Monday 14 October 2013

The Wonder of Arthur C. Clarke's Mysterious World

I may have written about this TV series and book before, but really, I don't care. If I have, whatever sentiment I expressed at the time hasn't changed, so please accept my consistency over time, if not my memory.

I've been re-reading my small hardback copy of the book endlessly at work, and before that, I used to read it religiously every time I went to stay at my father's when I was young, scaring myself by reading it late at night, but unable not to and save myself some nightmares in the process. And further back, I remember seeing the TV series when it first appeared, and always having to turn my head away at the last second to avoid the Skull of Doom's terrifying gaze.






I had started to reading about UFOs at a similar sort of time, and was already a confirmed astronomy nut, 7 years old. But a scaredy cat one, the paradoxical stargazer uneasy in the dark. They all spoke of a world that opened up far beyond that of a reasonably teasable - if not bullied or utterly miserable by any means - little boy with platinum hair with muddy brown streaks in it, who never really fitted in.

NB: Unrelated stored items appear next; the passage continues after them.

//! The relay actor and its TCP JSON-lines front end.
//!
//! One task owns the [`Registry`]. Connection tasks decode frames and hand
//! them over an mpsc channel; every outbound frame, acknowledgements
//! included, goes through the owning connection's writer channel so a
//! member sees notifications and acks in the order they were produced.

use std::collections::HashMap;
use std::net::SocketAddr;
use std::time::Instant;

use aircontrol_types::message::{BAD_REQUEST, UNKNOWN_EVENT};
use aircontrol_types::{Ack, ClientFrame, ClientRequest, CloseReason, ConnectionId, ServerFrame};
use serde_json::Value;
use tokio::io::BufReader;
use tokio::net::tcp::OwnedReadHalf;
use tokio::net::{TcpListener, TcpStream};
use tokio::sync::mpsc;
use tracing::{debug, info, warn};

use crate::catalog::Catalog;
use crate::config::RelayConfig;
use crate::error::RelayError;
use crate::registry::Registry;
use crate::wire;

/// Events processed by the relay's main loop.
pub enum RelayEvent {
    /// A connection was accepted and its writer is ready.
    Connected {
        id: ConnectionId,
        remote: SocketAddr,
        tx: mpsc::UnboundedSender<ServerFrame>,
    },
    /// A decoded request.
    Request {
        id: ConnectionId,
        frame_id: Option<u64>,
        request: ClientRequest,
    },
    /// A frame that could not be served; answered with `error` when it
    /// carried an id.
    Invalid {
        id: ConnectionId,
        frame_id: Option<u64>,
        error: &'static str,
    },
    /// The connection closed.
    Disconnected(ConnectionId),
    /// Swap the profile catalog and refresh live sessions.
    ReplaceCatalog {
        catalog: Catalog,
        edited_profile: Option<String>,
    },
    /// Shutdown signal.
    Shutdown,
}

/// Control handle for a running relay.
#[derive(Clone)]
pub struct RelayHandle {
    tx: mpsc::Sender<RelayEvent>,
}

impl RelayHandle {
    /// Ask the relay to close every session and stop.
    pub async fn shutdown(&self) {
        let _ = self.tx.send(RelayEvent::Shutdown).await;
    }

    pub async fn replace_catalog(
        &self,
        catalog: Catalog,
        edited_profile: Option<String>,
    ) -> Result<(), RelayError> {
        self.tx
            .send(RelayEvent::ReplaceCatalog {
                catalog,
                edited_profile,
            })
            .await
            .map_err(|_| RelayError::Closed)
    }
}

/// The session relay.
pub struct RelayServer {
    listener: TcpListener,
    registry: Registry,
    peers: HashMap<ConnectionId, mpsc::UnboundedSender<ServerFrame>>,
    event_tx: mpsc::Sender<RelayEvent>,
    event_rx: mpsc::Receiver<RelayEvent>,
}

impl RelayServer {
    /// Bind the relay's listener.
    pub async fn bind(config: &RelayConfig, catalog: Catalog) -> Result<Self, RelayError> {
        let listener = TcpListener::bind(config.listen_addr()).await?;
        let registry = Registry::new(catalog, config.idle_timeout(), config.max_players);
        Ok(Self::with_registry(listener, registry))
    }

    /// Serve an existing registry on an existing listener.
    pub fn with_registry(listener: TcpListener, registry: Registry) -> Self {
        let (event_tx, event_rx) = mpsc::channel(1024);
        Self {
            listener,
            registry,
            peers: HashMap::new(),
            event_tx,
            event_rx,
        }
    }

    pub fn local_addr(&self) -> Result<SocketAddr, RelayError> {
        Ok(self.listener.local_addr()?)
    }

    pub fn handle(&self) -> RelayHandle {
        RelayHandle {
            tx: self.event_tx.clone(),
        }
    }

    /// Run the relay event loop until shutdown.
    pub async fn run(mut self) -> Result<(), RelayError> {
        info!(addr = %self.local_addr()?, "relay listening");

        loop {
            tokio::select! {
                result = self.listener.accept() => {
                    match result {
                        Ok((stream, remote)) => self.spawn_connection(stream, remote),
                        Err(e) => debug!(error = %e, "accept error"),
                    }
                }
                event = self.event_rx.recv() => {
                    match event {
                        Some(RelayEvent::Shutdown) | None => {
                            info!("shutting down");
                            break;
                        }
                        Some(event) => self.handle_event(event),
                    }
                }
            }
        }

        self.shutdown();
        Ok(())
    }

    fn spawn_connection(&self, stream: TcpStream, remote: SocketAddr) {
        let id = ConnectionId::new();
        let event_tx = self.event_tx.clone();
        let (reader, writer) = stream.into_split();
        let (tx, rx) = mpsc::unbounded_channel();

        tokio::spawn(wire::write_lines(writer, rx));
        tokio::spawn(async move {
            if event_tx
                .send(RelayEvent::Connected { id, remote, tx })
                .await
                .is_err()
            {
                return;
            }
            read_frames(id, reader, &event_tx).await;
            let _ = event_tx.send(RelayEvent::Disconnected(id)).await;
        });
    }

    fn handle_event(&mut self, event: RelayEvent) {
        match event {
            RelayEvent::Connected { id, remote, tx } => {
                debug!(connection = %id, %remote, "connection opened");
                self.peers.insert(id, tx);
            }
            RelayEvent::Request {
                id,
                frame_id,
                request,
            } => {
                let ack = self.handle_request(id, request);
                self.flush();
                if let (Some(frame_id), Some(ack)) = (frame_id, ack) {
                    self.deliver(id, ServerFrame::Ack { id: frame_id, ack });
                }
            }
            RelayEvent::Invalid {
                id,
                frame_id,
                error,
            } => {
                if let Some(frame_id) = frame_id {
                    self.deliver(
                        id,
                        ServerFrame::Ack {
                            id: frame_id,
                            ack: Ack::error(error),
                        },
                    );
                }
            }
            RelayEvent::Disconnected(id) => {
                let now = Instant::now();
                self.registry.detach(id, now);
                self.registry.garbage_collect(now);
                self.flush();
                self.peers.remove(&id);
                debug!(connection = %id, "connection closed");
            }
            RelayEvent::ReplaceCatalog {
                catalog,
                edited_profile,
            } => {
                self.registry
                    .replace_catalog(catalog, edited_profile.as_deref());
                self.flush();
            }
            RelayEvent::Shutdown => {}
        }
    }

    /// Apply one request. Returns the acknowledgement, if the request has one.
    fn handle_request(&mut self, id: ConnectionId, request: ClientRequest) -> Option<Ack> {
        let now = Instant::now();
        let result = match request {
            ClientRequest::CreateSession(config) => {
                Ok(Ack::session(self.registry.create_session(id, &config, now)))
            }
            ClientRequest::UpdateConfig(config) => self
                .registry
                .update_own_config(id, &config)
                .map(Ack::session),
            ClientRequest::JoinController { code, player } => self
                .registry
                .join_controller(&code, id, player, now)
                .map(|(player, payload)| Ack::joined(player, payload)),
            ClientRequest::JoinBridge { code, name, player } => self
                .registry
                .join_bridge(&code, id, name.as_deref(), player, now)
                .map(|(player, payload)| Ack::joined(player, payload)),
            ClientRequest::Input(payload) => {
                self.registry
                    .route_own_input(id, payload, crate::unix_millis());
                return None;
            }
        };

        Some(result.unwrap_or_else(|e| {
            warn!(connection = %id, error = %e, "request rejected");
            Ack::error(e.wire_code())
        }))
    }

    fn deliver(&self, to: ConnectionId, frame: ServerFrame) {
        if let Some(tx) = self.peers.get(&to) {
            let _ = tx.send(frame);
        }
    }

    fn flush(&mut self) {
        for outbound in self.registry.take_outbox() {
            self.deliver(outbound.to, ServerFrame::Notification(outbound.notification));
        }
    }

    fn shutdown(&mut self) {
        self.registry.close_all(CloseReason::ServerShutdown);
        self.flush();
        // Dropping the senders lets each writer drain and close its socket.
        self.peers.clear();
        info!("relay shut down complete");
    }
}

/// Decode one line into a request, or the error string to answer with.
fn decode_frame(line: &str) -> (Option<u64>, Result<ClientRequest, &'static str>) {
    let Ok(value) = serde_json::from_str::<Value>(line) else {
        return (None, Err(BAD_REQUEST));
    };
    let frame_id = value.get("id").and_then(Value::as_u64);
    let Ok(frame) = serde_json::from_value::<ClientFrame>(value) else {
        return (frame_id, Err(BAD_REQUEST));
    };

    match ClientRequest::parse(&frame.event, frame.data) {
        Ok(Some(request)) => (frame_id, Ok(request)),
        Ok(None) => (frame_id, Err(UNKNOWN_EVENT)),
        Err(_) => (frame_id, Err(BAD_REQUEST)),
    }
}

async fn read_frames(id: ConnectionId, reader: OwnedReadHalf, event_tx: &mpsc::Sender<RelayEvent>) {
    let mut reader = BufReader::new(reader);
    let mut buf = Vec::new();

    loop {
        let line = match wire::read_line(&mut reader, &mut buf).await {
            Ok(Some(line)) => line,
            Ok(None) => break,
            Err(e) => {
                debug!(connection = %id, error = %e, "read failed");
                break;
            }
        };

        let event = match decode_frame(&line) {
            (frame_id, Ok(request)) => RelayEvent::Request {
                id,
                frame_id,
                request,
            },
            (frame_id, Err(error)) => {
                debug!(connection = %id, error, "ignoring frame");
                RelayEvent::Invalid {
                    id,
                    frame_id,
                    error,
                }
            }
        };
        if event_tx.send(event).await.is_err() {
            break;
        }
    }
}

#[cfg(test)]
mod tests {
    use super::*;

    #[test]
    fn decode_known_event() {
        let (id, request) =
            decode_frame(r#"{"id":4,"event":"controller:join-session","data":{"code":"k7f3xq","player":"2"}}"#);
        assert_eq!(id, Some(4));
        assert!(matches!(
            request,
            Ok(ClientRequest::JoinController { code, player: Some(p) }) if code == "k7f3xq" && p.get() == 2
        ));
    }

    #[test]
    fn decode_unknown_event_keeps_id() {
        let (id, request) = decode_frame(r#"{"id":9,"event":"host:teleport"}"#);
        assert_eq!(id, Some(9));
        assert_eq!(request.unwrap_err(), UNKNOWN_EVENT);
    }

    #[test]
    fn decode_garbage() {
        assert_eq!(decode_frame("not json"), (None, Err(BAD_REQUEST)));
        let (id, request) = decode_frame(r#"{"id":2,"data":{}}"#);
        assert_eq!(id, Some(2));
        assert_eq!(request.unwrap_err(), BAD_REQUEST);
    }

    #[test]
    fn decode_input_without_id() {
        let (id, request) =
            decode_frame(r#"{"event":"controller:input","data":{"buttons":{"a":true}}}"#);
        assert_eq!(id, None);
        assert!(matches!(request, Ok(ClientRequest::Input(p)) if p.is_pressed("a")));
    }
}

It was a huge world, with no boundaries, inhabited by creatures of a fantastic nature, who unlike the monsters and creatures of the children's stories he found so, well, childish, there was a possiblity that they might exist. The Yeti maybe a far fetched thing to believe in, but it is still a far more likely thing to exist than a bad tempered troll beneath a bridge.

The Patterson Bigfoot film scared me witless, the film I saw for the first time on this television programme, the familiar jaunty man in a gorilla suit lolloping across the forest. The child me saw the still close up of the "creature's" face staring at the camera, out of the screen, and it made my heart judder.

There was the Alma, the Loch Ness Monster and the other wonderfully named water monsters Ogopogo, Manipogo, Champ, and Caddy. There was Loy's Ape, the Pgymy Elephant, the King Cheetah, the Giant Octopus, the Giant Squid. Many viewers may have been introduced to Fort and Forteana, and more scientific mysteries were covered, based around the rhyme and reason behind ancient sites like Stonehenge, Newgrange, the Nazca lines and the Chalk figures of the South Downs.

All these stories delivered with a slightly scary Gordon Honeycomb narration.



 Some of these creatures, like the Giant Squid and the beautiful (thanks to a mutation) King Cheetah, are now known to exist. This does not subtract from their near-fantastic nature.



And so, as I sat in a works canteen with rain lashing on windows, the grey endless outside, the grown up me read of these wonderful and strange entities and occurences, and it filled my brain with knowledge and transported me away. I wish the book were ten times longer.